Very insightful commentary.
                                    Sincerely.  Brooks Bradley.

jhi...@aol.com wrote:

> re: Dr. Heartless and Dr. Greed-
>
>    Lemme get the big spoon and stir it up some more.  I had a business for 10
> years doing consulting in electronic imaging and manufactured a high
> resolution laser scanner designed for genetic research.  We became
> peripherally involved with the film business (Kodak, DuPont, Fuji) since our
> scanner scanned their films.  The scanning approach was excellent for
> mammograms since it could quantitatively  compare a prior year's cysts and
> calcifications for growth and movement.
>
>     This was at a time when two things of major significance were happening
> in the film industry, a huge $ industry;  1) Chest X-Rays (14"x17") were
> being superceded by MRI's and CT's, both capable of filmless operation.
> 2)Technologies were being development for direct exposure filmless X-Ray by
> Fuji and DuPont themselves.
>
>    Lo and behold, around this time, it suddenly(!) became essential for women
> to have mammograms (100% film-based) yearly after age 40. Hmmm.  Well, OK,
> maybe it's not such a bad idea, even though there is a significant  risk of
> developing cancer from the radiation, and/or aggravation (sp?) of an existing
> condition from compressing (really compressing) the breast to make it
> essentially of uniform thickness to be X-Rayable.
>
>    So, we get the bright idea to market these scanners in Canada.  Bad idea.

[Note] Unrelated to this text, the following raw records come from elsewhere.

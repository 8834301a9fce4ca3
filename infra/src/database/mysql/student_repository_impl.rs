//! MySQL implementation of the StudentRepository trait.
//!
//! Semester results are stored as a JSON column alongside the student row.

use async_trait::async_trait;
use chrono::{DateTime, Utc};
use sqlx::types::Json;
use sqlx::{MySql, MySqlPool, QueryBuilder, Row};
use uuid::Uuid;

use gp_core::domain::entities::student::{SemesterRecord, Student};
use gp_core::domain::value_objects::student_view::StudentFilter;
use gp_core::errors::DomainError;
use gp_core::repositories::StudentRepository;

const STUDENT_COLUMNS: &str = "id, full_name, urn, crn, course, branch, admission_year, \
     graduation_year, guardian_email, guardian_phone, semesters, created_at, updated_at";

/// MySQL implementation of StudentRepository
pub struct MySqlStudentRepository {
    pool: MySqlPool,
}

impl MySqlStudentRepository {
    pub fn new(pool: MySqlPool) -> Self {
        Self { pool }
    }

    fn row_to_student(row: &sqlx::mysql::MySqlRow) -> Result<Student, DomainError> {
        let id: String = row
            .try_get("id")
            .map_err(|e| DomainError::internal(format!("Failed to get id: {}", e)))?;
        let semesters: Json<Vec<SemesterRecord>> = row
            .try_get("semesters")
            .map_err(|e| DomainError::internal(format!("Failed to decode semesters: {}", e)))?;

        Ok(Student {
            id: Uuid::parse_str(&id)
                .map_err(|e| DomainError::internal(format!("Invalid student UUID: {}", e)))?,
            full_name: row
                .try_get("full_name")
                .map_err(|e| DomainError::internal(format!("Failed to get full_name: {}", e)))?,
            urn: row
                .try_get("urn")
                .map_err(|e| DomainError::internal(format!("Failed to get urn: {}", e)))?,
            crn: row
                .try_get("crn")
                .map_err(|e| DomainError::internal(format!("Failed to get crn: {}", e)))?,
            course: row
                .try_get("course")
                .map_err(|e| DomainError::internal(format!("Failed to get course: {}", e)))?,
            branch: row
                .try_get("branch")
                .map_err(|e| DomainError::internal(format!("Failed to get branch: {}", e)))?,
            admission_year: row
                .try_get("admission_year")
                .map_err(|e| DomainError::internal(format!("Failed to get admission_year: {}", e)))?,
            graduation_year: row
                .try_get("graduation_year")
                .map_err(|e| DomainError::internal(format!("Failed to get graduation_year: {}", e)))?,
            guardian_email: row
                .try_get("guardian_email")
                .map_err(|e| DomainError::internal(format!("Failed to get guardian_email: {}", e)))?,
            guardian_phone: row
                .try_get("guardian_phone")
                .map_err(|e| DomainError::internal(format!("Failed to get guardian_phone: {}", e)))?,
            semesters: semesters.0,
            created_at: row
                .try_get::<DateTime<Utc>, _>("created_at")
                .map_err(|e| DomainError::internal(format!("Failed to get created_at: {}", e)))?,
            updated_at: row
                .try_get::<DateTime<Utc>, _>("updated_at")
                .map_err(|e| DomainError::internal(format!("Failed to get updated_at: {}", e)))?,
        })
    }
}

#[async_trait]
impl StudentRepository for MySqlStudentRepository {
    async fn find_by_id(&self, id: Uuid) -> Result<Option<Student>, DomainError> {
        let query = format!("SELECT {} FROM students WHERE id = ? LIMIT 1", STUDENT_COLUMNS);
        let row = sqlx::query(&query)
            .bind(id.to_string())
            .fetch_optional(&self.pool)
            .await
            .map_err(|e| DomainError::internal(format!("Failed to find student: {}", e)))?;

        row.as_ref().map(Self::row_to_student).transpose()
    }

    async fn find_by_ids(&self, ids: &[Uuid]) -> Result<Vec<Student>, DomainError> {
        if ids.is_empty() {
            return Ok(Vec::new());
        }

        let mut builder: QueryBuilder<MySql> =
            QueryBuilder::new(format!("SELECT {} FROM students WHERE id IN (", STUDENT_COLUMNS));
        let mut separated = builder.separated(", ");
        for id in ids {
            separated.push_bind(id.to_string());
        }
        separated.push_unseparated(")");

        let rows = builder
            .build()
            .fetch_all(&self.pool)
            .await
            .map_err(|e| DomainError::internal(format!("Failed to load students: {}", e)))?;

        rows.iter().map(Self::row_to_student).collect()
    }

    async fn list(&self, filter: &StudentFilter) -> Result<Vec<Student>, DomainError> {
        let mut builder: QueryBuilder<MySql> =
            QueryBuilder::new(format!("SELECT {} FROM students", STUDENT_COLUMNS));
        if let Some(course) = filter.course() {
            builder.push(" WHERE course = ").push_bind(course.to_string());
        }
        builder.push(" ORDER BY urn ASC");

        let rows = builder
            .build()
            .fetch_all(&self.pool)
            .await
            .map_err(|e| DomainError::internal(format!("Failed to list students: {}", e)))?;

        // Search semantics (numeric URN/CRN match) stay in one place
        let mut students = Vec::with_capacity(rows.len());
        for row in &rows {
            let student = Self::row_to_student(row)?;
            if filter.matches(&student) {
                students.push(student);
            }
        }
        Ok(students)
    }

    async fn upsert(&self, mut student: Student) -> Result<Student, DomainError> {
        let mut tx = self
            .pool
            .begin()
            .await
            .map_err(|e| DomainError::internal(format!("Failed to begin transaction: {}", e)))?;

        let existing = sqlx::query("SELECT id, created_at FROM students WHERE urn = ? FOR UPDATE")
            .bind(student.urn)
            .fetch_optional(&mut *tx)
            .await
            .map_err(|e| DomainError::internal(format!("Failed to look up student: {}", e)))?;

        student.updated_at = Utc::now();

        match existing {
            Some(row) => {
                let id: String = row
                    .try_get("id")
                    .map_err(|e| DomainError::internal(format!("Failed to get id: {}", e)))?;
                student.id = Uuid::parse_str(&id)
                    .map_err(|e| DomainError::internal(format!("Invalid student UUID: {}", e)))?;
                student.created_at = row
                    .try_get::<DateTime<Utc>, _>("created_at")
                    .map_err(|e| DomainError::internal(format!("Failed to get created_at: {}", e)))?;

                sqlx::query(
                    r#"
                    UPDATE students SET
                        full_name = ?, crn = ?, course = ?, branch = ?,
                        admission_year = ?, graduation_year = ?,
                        guardian_email = ?, guardian_phone = ?,
                        semesters = ?, updated_at = ?
                    WHERE id = ?
                    "#,
                )
                .bind(&student.full_name)
                .bind(student.crn)
                .bind(&student.course)
                .bind(&student.branch)
                .bind(student.admission_year)
                .bind(student.graduation_year)
                .bind(&student.guardian_email)
                .bind(&student.guardian_phone)
                .bind(Json(&student.semesters))
                .bind(student.updated_at)
                .bind(student.id.to_string())
                .execute(&mut *tx)
                .await
                .map_err(|e| DomainError::internal(format!("Failed to update student: {}", e)))?;
            }
            None => {
                sqlx::query(
                    r#"
                    INSERT INTO students (
                        id, full_name, urn, crn, course, branch, admission_year,
                        graduation_year, guardian_email, guardian_phone, semesters,
                        created_at, updated_at
                    ) VALUES (?, ?, ?, ?, ?, ?, ?, ?, ?, ?, ?, ?, ?)
                    "#,
                )
                .bind(student.id.to_string())
                .bind(&student.full_name)
                .bind(student.urn)
                .bind(student.crn)
                .bind(&student.course)
                .bind(&student.branch)
                .bind(student.admission_year)
                .bind(student.graduation_year)
                .bind(&student.guardian_email)
                .bind(&student.guardian_phone)
                .bind(Json(&student.semesters))
                .bind(student.created_at)
                .bind(student.updated_at)
                .execute(&mut *tx)
                .await
                .map_err(|e| DomainError::internal(format!("Failed to insert student: {}", e)))?;
            }
        }

        tx.commit()
            .await
            .map_err(|e| DomainError::internal(format!("Failed to commit student: {}", e)))?;

        Ok(student)
    }
}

> Why?  Because the Candian medical establishment/government had current
> studies on 20,000 (yes 20,000) women conclusively proving that there was no
> evidence that mammography screening increased the likelihood of early
> detection.  They saw absolutely no value in it.
>
>    Sooo, I start to call around here in the US to get a copy of this
> study...NIH (where we had some connections), NCI, ACS, etc.  Can't be found
> anywhere, never heard of it, 'Canadian what?'.  After a year I went directly
> to the Canadian government to get it, and it was for real.  I looked for
> years for a review, statement, rebutal, comment, or even an acknowledgement
> of this major study in the US medical mainstream, but never found it.  That
> there was never even a review concluding that the 'study was flawed' aroused
> my intense curiousity.  Eventually it showed up 6 or 7 years later in some
> women's magazines.
>
>    Now, I'm not Doctor bashing here, they work their asses off 20 hours a day
> doing everything in their power to help their patients.  They simply do not
> have time while in practice to keep up with every new study and development
> that comes along, that's not their job and thats not what they spent 8-12
> years and $150K to do.  They treat patients with the best medical knowledge
> available to them.  (key phrase)
>
>    But, you have to keep your eye on medical suppliers, pharmaceutical
> companies and big money establishments here, for they're the ones that plan
> and execute the studies and determine what knowledge gets distributed to whom
> and how, and what constitutes a 'cure'.  I don't know a single person,
> doctors especially, who would knowingly ill-advise a patient, assuming they
> had the knowledge of a better way.  But there's an awful lot going on in
> other countries that they don't know about and will never be exposed to,
> unless they do international internships, which was one of the amazing things
> about the Mayo Clinic.  The Doc that did the laser excision on my sister was
> one of 100 docs in the US who know this procedure. They spent time in Germany
> learning the technique.
>
>     Also, there is the issue of infrastructure,  which is sort of
> double-edged sword.  The long-term investment in education, literatre,
> methodology and hardware is enormous, and must be recouped, even if a more
> promising technique is developed in the interim.   An imaging center with a 3
> million dollar investment in MRI and CT equipment, techs, nurses, facilities
> and radiologists sure as hell isn't going to recommend that you try a
> virologist instead, they're going to snap a picture and see what shows up.
> That's their business.
>
>    Bottom line, US medicine is a business like any other, caveat emptor
> supercedes all.  It's got it's share of foibles and the costlier and larger
> it gets, the slower it's able to move and adapt.  It's up to the patient to
> take the time to verify, explore, and decide with the very best advice you
> can find.  Don't expect the medical establishment to do it for you, they're
> on a mission that started 5, 10, 25 or 50 years ago for most Docs, and
> they've not had a minute since to reflect on what else might work better.